THE PROBLEM: For these records, count the lines containing the word "LabelPlacement" and respond with the number alone.

* * * * *

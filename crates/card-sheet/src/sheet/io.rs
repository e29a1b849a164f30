//! Page serialization: a multi-page PDF or numbered PNG files

use crate::constants::*;
use crate::types::*;
use ab_glyph::{FontVec, PxScale};
use image::codecs::jpeg::JpegEncoder;
use image::{ImageFormat, Rgb};
use imageproc::drawing::{draw_text_mut, text_size};
use lopdf::{Dictionary, Document, Object, Stream};
use std::path::{Path, PathBuf};

/// Font stamped into raster labels unless another one is configured
const DEFAULT_LABEL_FONT: &[u8] = include_bytes!("../../assets/DejaVuSans.ttf");

/// Label geometry in output pixels for a page of the given height
struct LabelPlacement {
    top: f64,
    font_px: f64,
}

impl LabelPlacement {
    fn for_page(page_height: u32, ppi: u32) -> Self {
        let ratio = ppi_ratio(ppi);
        Self {
            top: page_height as f64 - (LABEL_OFFSET_FROM_BOTTOM as f64 * ratio).floor(),
            font_px: LABEL_FONT_SIZE as f64 * ratio,
        }
    }
}

// =============================================================================
// PDF Output
// =============================================================================

/// Write all pages into one PDF, each page a full-bleed JPEG image
pub fn write_pdf(pages: &[SheetPage], path: &Path, ppi: u32, quality: u8) -> Result<()> {
    let mut doc = Document::with_version("1.5");
    let pages_id = doc.new_object_id();

    let font_id = doc.add_object(Dictionary::from_iter(vec![
        ("Type", Object::Name(b"Font".to_vec())),
        ("Subtype", Object::Name(b"Type1".to_vec())),
        ("BaseFont", Object::Name(b"Helvetica".to_vec())),
    ]));

    let pt_per_px = POINTS_PER_INCH / ppi as f64;
    let mut page_refs = Vec::with_capacity(pages.len());

    for page in pages {
        let (width_px, height_px) = page.image.dimensions();
        let width_pt = width_px as f64 * pt_per_px;
        let height_pt = height_px as f64 * pt_per_px;

        let mut jpeg = Vec::new();
        JpegEncoder::new_with_quality(&mut jpeg, quality)
            .encode_image(&page.image)
            .map_err(|source| SheetError::Image {
                path: path.to_path_buf(),
                source,
            })?;

        let image_dict = Dictionary::from_iter(vec![
            ("Type", Object::Name(b"XObject".to_vec())),
            ("Subtype", Object::Name(b"Image".to_vec())),
            ("Width", Object::Integer(width_px as i64)),
            ("Height", Object::Integer(height_px as i64)),
            ("ColorSpace", Object::Name(b"DeviceRGB".to_vec())),
            ("BitsPerComponent", Object::Integer(8)),
            ("Filter", Object::Name(b"DCTDecode".to_vec())),
        ]);
        let image_id = doc.add_object(Stream::new(image_dict, jpeg).with_compression(false));

        let mut content = format!("q {} 0 0 {} 0 0 cm /Im0 Do Q\n", width_pt, height_pt);
        if let Some(label) = &page.label {
            let placement = LabelPlacement::for_page(height_px, ppi);
            let font_pt = placement.font_px * pt_per_px;
            let text_width = label.chars().count() as f64 * font_pt * HELVETICA_CHAR_WIDTH_RATIO;
            let text_x = width_pt / 2.0 - text_width / 2.0;
            let text_y = height_pt - (placement.top + placement.font_px) * pt_per_px;
            content.push_str(&format!(
                "BT /F1 {:.2} Tf {:.2} {:.2} Td ({}) Tj ET\n",
                font_pt,
                text_x,
                text_y,
                escape_pdf_text(label)
            ));
        }
        let content_id = doc.add_object(Stream::new(Dictionary::new(), content.into_bytes()));

        let resources = Dictionary::from_iter(vec![
            (
                "XObject",
                Object::Dictionary(Dictionary::from_iter(vec![(
                    "Im0",
                    Object::Reference(image_id),
                )])),
            ),
            (
                "Font",
                Object::Dictionary(Dictionary::from_iter(vec![(
                    "F1",
                    Object::Reference(font_id),
                )])),
            ),
        ]);

        let page_id = doc.add_object(Dictionary::from_iter(vec![
            ("Type", Object::Name(b"Page".to_vec())),
            ("Parent", Object::Reference(pages_id)),
            (
                "MediaBox",
                Object::Array(vec![
                    Object::Integer(0),
                    Object::Integer(0),
                    Object::Real(width_pt as f32),
                    Object::Real(height_pt as f32),
                ]),
            ),
            ("Contents", Object::Reference(content_id)),
            ("Resources", Object::Dictionary(resources)),
        ]));
        page_refs.push(Object::Reference(page_id));
    }

    let count = page_refs.len() as i64;
    doc.objects.insert(
        pages_id,
        Object::Dictionary(Dictionary::from_iter(vec![
            ("Type", Object::Name(b"Pages".to_vec())),
            ("Kids", Object::Array(page_refs)),
            ("Count", Object::Integer(count)),
        ])),
    );

    let catalog_id = doc.add_object(Dictionary::from_iter(vec![
        ("Type", Object::Name(b"Catalog".to_vec())),
        ("Pages", Object::Reference(pages_id)),
    ]));
    doc.trailer.set("Root", catalog_id);

    if let Some(parent) = path.parent().filter(|p| !p.as_os_str().is_empty()) {
        std::fs::create_dir_all(parent)?;
    }
    doc.save(path)?;
    Ok(())
}

/// Escape the characters that are special inside a PDF literal string
fn escape_pdf_text(text: &str) -> String {
    let mut escaped = String::with_capacity(text.len());
    for c in text.chars() {
        match c {
            '(' | ')' | '\\' => {
                escaped.push('\\');
                escaped.push(c);
            }
            c if c.is_ascii() && !c.is_ascii_control() => escaped.push(c),
            _ => escaped.push('?'),
        }
    }
    escaped
}

// =============================================================================
// Raster Output
// =============================================================================

/// Directory raster pages are written into. A path that looks like a file
/// (has an extension) is reduced to its parent directory.
pub fn image_output_dir(path: &Path) -> PathBuf {
    if path.extension().is_some() && !path.is_dir() {
        path.parent().map(Path::to_path_buf).unwrap_or_default()
    } else {
        path.to_path_buf()
    }
}

/// Write each page as `page<N>.png` (1-based), stamping labels with `font`
pub fn write_images(
    pages: &[SheetPage],
    dir: &Path,
    ppi: u32,
    font: &FontVec,
) -> Result<Vec<PathBuf>> {
    if !dir.as_os_str().is_empty() {
        std::fs::create_dir_all(dir)?;
    }

    let mut written = Vec::with_capacity(pages.len());
    for (index, page) in pages.iter().enumerate() {
        let path = dir.join(format!("page{}.png", index + 1));

        match &page.label {
            Some(label) => {
                let mut image = page.image.clone();
                stamp_label(&mut image, label, font, ppi);
                save_png(&image, &path)?;
            }
            None => save_png(&page.image, &path)?,
        }

        written.push(path);
    }

    Ok(written)
}

fn save_png(image: &image::RgbImage, path: &Path) -> Result<()> {
    image
        .save_with_format(path, ImageFormat::Png)
        .map_err(|source| SheetError::Image {
            path: path.to_path_buf(),
            source,
        })
}

/// Draw `label` centered horizontally near the bottom of the page
pub fn stamp_label(image: &mut image::RgbImage, label: &str, font: &FontVec, ppi: u32) {
    let placement = LabelPlacement::for_page(image.height(), ppi);
    let scale = PxScale::from(placement.font_px as f32);
    let (text_width, _) = text_size(scale, font, label);

    let x = (image.width() as i32 / 2) - (text_width as i32 / 2);
    draw_text_mut(
        image,
        Rgb([0, 0, 0]),
        x,
        placement.top as i32,
        scale,
        font,
        label,
    );
}

/// The font shipped with the crate
pub fn default_label_font() -> Result<FontVec> {
    FontVec::try_from_vec(DEFAULT_LABEL_FONT.to_vec())
        .map_err(|e| SheetError::Config(format!("Cannot load built-in label font: {}", e)))
}

/// Load a TrueType or OpenType font for raster labels
pub fn load_label_font(path: &Path) -> Result<FontVec> {
    let bytes = std::fs::read(path)?;
    FontVec::try_from_vec(bytes).map_err(|e| {
        SheetError::Config(format!(
            "Cannot load label font \"{}\": {}",
            path.display(),
            e
        ))
    })
}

* * * * *

ANSWER SPACE: 4